The Danish billionaires who are now Scotland’s largest private landowners are trying to restore the Highlands for generations to come, one of their closest advisers has said.
Tim Kirkwood said that Anders and Anne Holch Povlsen, who own more than 80,000 hectares (200,000 acres) across Sutherland and the Grampian mountains wanted to become pioneers of rewilding by reversing years of mismanagement by previous lairds.
“We have aspirations to be exemplars of community engagement,” Kirkwood said. “It is not land ownership for the sake of land ownership.”
Along with other major landowners, the Povlsens, reputedly worth £4.5bn from Anders Povlsen’s clothing empire, including the largest shareholding in the online retailer Asos, face fresh pressure to justify their dominance after a new report to ministers on Wednesday.
In a report for the Scottish government, the Scottish Land Commission said the heavy concentration of land ownership in a small number of hands, including private owners, charities and government agencies, constitutes a monopoly, which undermined the public interest.
It has recommended new legal powers to subject land sales to public interest tests and to investigate abuses of power by landowners, as well as requirements for owners to publish management plans. The Scottish parliament is due to debate the proposals this Thursday.

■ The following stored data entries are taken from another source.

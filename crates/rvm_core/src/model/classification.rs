//! Participant vocabularies: classification, status and objectives.
//!
//! # Responsibility
//! - Define the fixed vocabularies every roster record is built from.
//! - Attach ordering priority and default objectives to each classification.
//!
//! # Invariants
//! - Priority is `Elder (0) < MinisterialServant (1) < GeneralParticipant (2)`;
//!   lower values sort first in every roster listing.
//! - `as_str` ids are stable and match the serde wire names.

use once_cell::sync::Lazy;
use serde::{Deserialize, Serialize};
use std::collections::{BTreeMap, BTreeSet};
use std::error::Error;
use std::fmt::{Display, Formatter};

/// Organizational classification of a participant.
#[derive(Debug, Clone, Copy, PartialEq, Eq, PartialOrd, Ord, Hash, Serialize, Deserialize)]
#[serde(rename_all = "snake_case")]
pub enum Classification {
    Elder,
    MinisterialServant,
    GeneralParticipant,
}

/// Current participation state of one participant.
#[derive(
    Debug, Clone, Copy, Default, PartialEq, Eq, PartialOrd, Ord, Hash, Serialize, Deserialize,
)]
#[serde(rename_all = "snake_case")]
pub enum ParticipationStatus {
    #[default]
    Active,
    Absent,
    Substitute,
}

/// Meeting part a participant can take.
#[derive(Debug, Clone, Copy, PartialEq, Eq, PartialOrd, Ord, Hash, Serialize, Deserialize)]
#[serde(rename_all = "snake_case")]
pub enum Objective {
    /// Delivers talks.
    Preletor,
    /// Assists the conductor of a part.
    Auxiliar,
    Visitante,
    /// Public reading.
    Leitura,
    /// Demonstration parts.
    Demonstracao,
}

static DEFAULT_OBJECTIVES: Lazy<BTreeMap<Classification, BTreeSet<Objective>>> =
    Lazy::new(|| {
        BTreeMap::from([
            (
                Classification::Elder,
                BTreeSet::from([Objective::Preletor, Objective::Auxiliar]),
            ),
            (
                Classification::MinisterialServant,
                BTreeSet::from([Objective::Auxiliar]),
            ),
            (
                Classification::GeneralParticipant,
                BTreeSet::from([Objective::Visitante]),
            ),
        ])
    });

impl Classification {
    /// Every classification in priority order.
    pub const ALL: [Classification; 3] = [
        Self::Elder,
        Self::MinisterialServant,
        Self::GeneralParticipant,
    ];

    /// Sort priority used by roster listings. Lower sorts first.
    pub fn priority(self) -> u8 {
        match self {
            Self::Elder => 0,
            Self::MinisterialServant => 1,
            Self::GeneralParticipant => 2,
        }
    }

    /// Objectives most commonly taken by this classification.
    ///
    /// Returns an owned copy; callers may mutate it freely.
    pub fn default_objectives(self) -> BTreeSet<Objective> {
        DEFAULT_OBJECTIVES.get(&self).cloned().unwrap_or_default()
    }

    /// Stable string id used in wire formats and parsing.
    pub fn as_str(self) -> &'static str {
        match self {
            Self::Elder => "elder",
            Self::MinisterialServant => "ministerial_servant",
            Self::GeneralParticipant => "general_participant",
        }
    }

    /// User-facing label for summaries and reports.
    pub fn label(self) -> &'static str {
        match self {
            Self::Elder => "elders",
            Self::MinisterialServant => "ministerial servants",
            Self::GeneralParticipant => "general participants",
        }
    }
}

impl ParticipationStatus {
    pub fn as_str(self) -> &'static str {
        match self {
            Self::Active => "active",
            Self::Absent => "absent",
            Self::Substitute => "substitute",
        }
    }

    /// User-facing label. Identical to the stable id for statuses.
    pub fn label(self) -> &'static str {
        self.as_str()
    }
}

impl Objective {
    pub fn as_str(self) -> &'static str {
        match self {
            Self::Preletor => "preletor",
            Self::Auxiliar => "auxiliar",
            Self::Visitante => "visitante",
            Self::Leitura => "leitura",
            Self::Demonstracao => "demonstracao",
        }
    }
}

/// Vocabulary parse errors raised at string boundaries.
#[derive(Debug, Clone, PartialEq, Eq)]
pub enum VocabularyError {
    Empty,
    Unsupported(String),
}

impl Display for VocabularyError {
    fn fmt(&self, f: &mut Formatter<'_>) -> std::fmt::Result {
        match self {
            Self::Empty => write!(f, "vocabulary value must not be empty"),
            Self::Unsupported(value) => write!(f, "vocabulary value is unsupported: {value}"),
        }
    }
}

impl Error for VocabularyError {}

fn normalize(value: &str) -> Result<&str, VocabularyError> {
    let normalized = value.trim();
    if normalized.is_empty() {
        return Err(VocabularyError::Empty);
    }
    Ok(normalized)
}

/// Parses a classification from its stable id.
pub fn parse_classification(value: &str) -> Result<Classification, VocabularyError> {
    let normalized = normalize(value)?;
    Classification::ALL
        .into_iter()
        .find(|candidate| candidate.as_str() == normalized)
        .ok_or_else(|| VocabularyError::Unsupported(normalized.to_string()))
}

/// Parses a participation status from its stable id.
pub fn parse_status(value: &str) -> Result<ParticipationStatus, VocabularyError> {
    match normalize(value)? {
        "active" => Ok(ParticipationStatus::Active),
        "absent" => Ok(ParticipationStatus::Absent),
        "substitute" => Ok(ParticipationStatus::Substitute),
        other => Err(VocabularyError::Unsupported(other.to_string())),
    }
}

/// Parses an objective from its stable id.
pub fn parse_objective(value: &str) -> Result<Objective, VocabularyError> {
    match normalize(value)? {
        "preletor" => Ok(Objective::Preletor),
        "auxiliar" => Ok(Objective::Auxiliar),
        "visitante" => Ok(Objective::Visitante),
        "leitura" => Ok(Objective::Leitura),
        "demonstracao" => Ok(Objective::Demonstracao),
        other => Err(VocabularyError::Unsupported(other.to_string())),
    }
}
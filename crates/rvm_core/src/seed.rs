//! Demo roster used by the CLI and tests.

use crate::model::classification::{Classification, Objective, ParticipationStatus};
use crate::model::participant::NewParticipant;
use crate::model::permission::Permission;
use crate::repo::participant_registry::ParticipantRegistry;

/// Builds a registry populated with four sample participants.
pub fn load_demo_data() -> ParticipantRegistry {
    let mut registry = ParticipantRegistry::new();

    registry.register_participant(
        NewParticipant::new("Fernando Silva", Classification::Elder)
            .objectives([Objective::Preletor, Objective::Auxiliar])
            .permissions([Permission::AssignTalks, Permission::SupportStudies])
            .notes("Coordinates the monthly program committee."),
    );

    registry.register_participant(
        NewParticipant::new("João Almeida", Classification::MinisterialServant)
            .objectives([Objective::Auxiliar, Objective::Demonstracao])
            .notes("Available for last-minute substitutions on Sundays."),
    );

    registry.register_participant(
        NewParticipant::new("Maria Costa", Classification::GeneralParticipant)
            .objectives([Objective::Leitura])
            .status(ParticipationStatus::Substitute)
            .notes("Training for public reading."),
    );

    registry.register_participant(
        NewParticipant::new("Ana Souza", Classification::GeneralParticipant)
            .objectives([Objective::Visitante, Objective::Demonstracao])
            .permissions([Permission::ParticipateAsStudent]),
    );

    registry
}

Kirkwood, chief executive of the Povlsens’ company Wildland, based in Aviemore, said they understood the concerns raised by the commission but said their agenda was in the public interest and met many of the commission’s new tests.
The Povlsens, who rarely give interviews, believe restoring the Highlands after several centuries of damage from overgrazing by sheep and deer needed to be carried out on a significant scale and over several generations.
Breaking up their estates would be counterproductive, Kirkwood said, as merging neighbouring estates and creating a single master plan for that area made it far easier to reverse that damage, and have a consistent strategy for the future.
“It is much harder to do that with fragmented ownership where each owner [has to be] badgered to cooperate,” Kirkwood said. Relying on individual owners to carry out such significant restoration would need continual state subsidies and legislation. “Is that a more effective model to produce the outcomes which we are seeking?”
In Sutherland, the Povlsens have acquired five neighbouring country sports estates between Ben Loyal and Eriboll, close to the town of Tongue, as well as several stalking estates further south such as Glenfeshie, the couple’s home in the Cairngorms. Many include luxury holiday and hunting lodges for rent.
The change of use involved removing sheep and the intensive culling of red deer – which previous lairds had allowed to proliferate to promote gun sports – to allow native woodland and species to regenerate and flourish. At Killiehuntly near Inverness, they have planted 1.5m native trees.
Kirkwood said the Povlsens were also investing money in restoring homes and supporting community businesses, and agreed with the commission’s goal of ensuring local communities have a direct say in the management of rural estates. It had shown its management plan to the commission.
“We wish to be at the leading edge of this and deliver the benefits which we believe are there for both parties in this relationship. We wish to embrace that,” Kirkwood said.
The land commission’s report raises new tensions about the future of conservation policy in the Highlands. Many conservationists support landscape-level rewilding projects of the kind the Povlsens are pursuing, as it can make protecting threatened species such as golden eagles, wildcats, red squirrel or capercaillie easier.
Scottish Natural Heritage, the government’s conservation agency, is watching the Povlsens’ experiment closely. It is battling to heavily cut Scotland’s booming red deer population but faces significant resistance from deer estates who do not want to cut deer numbers, fearing it will harm their stalking businesses.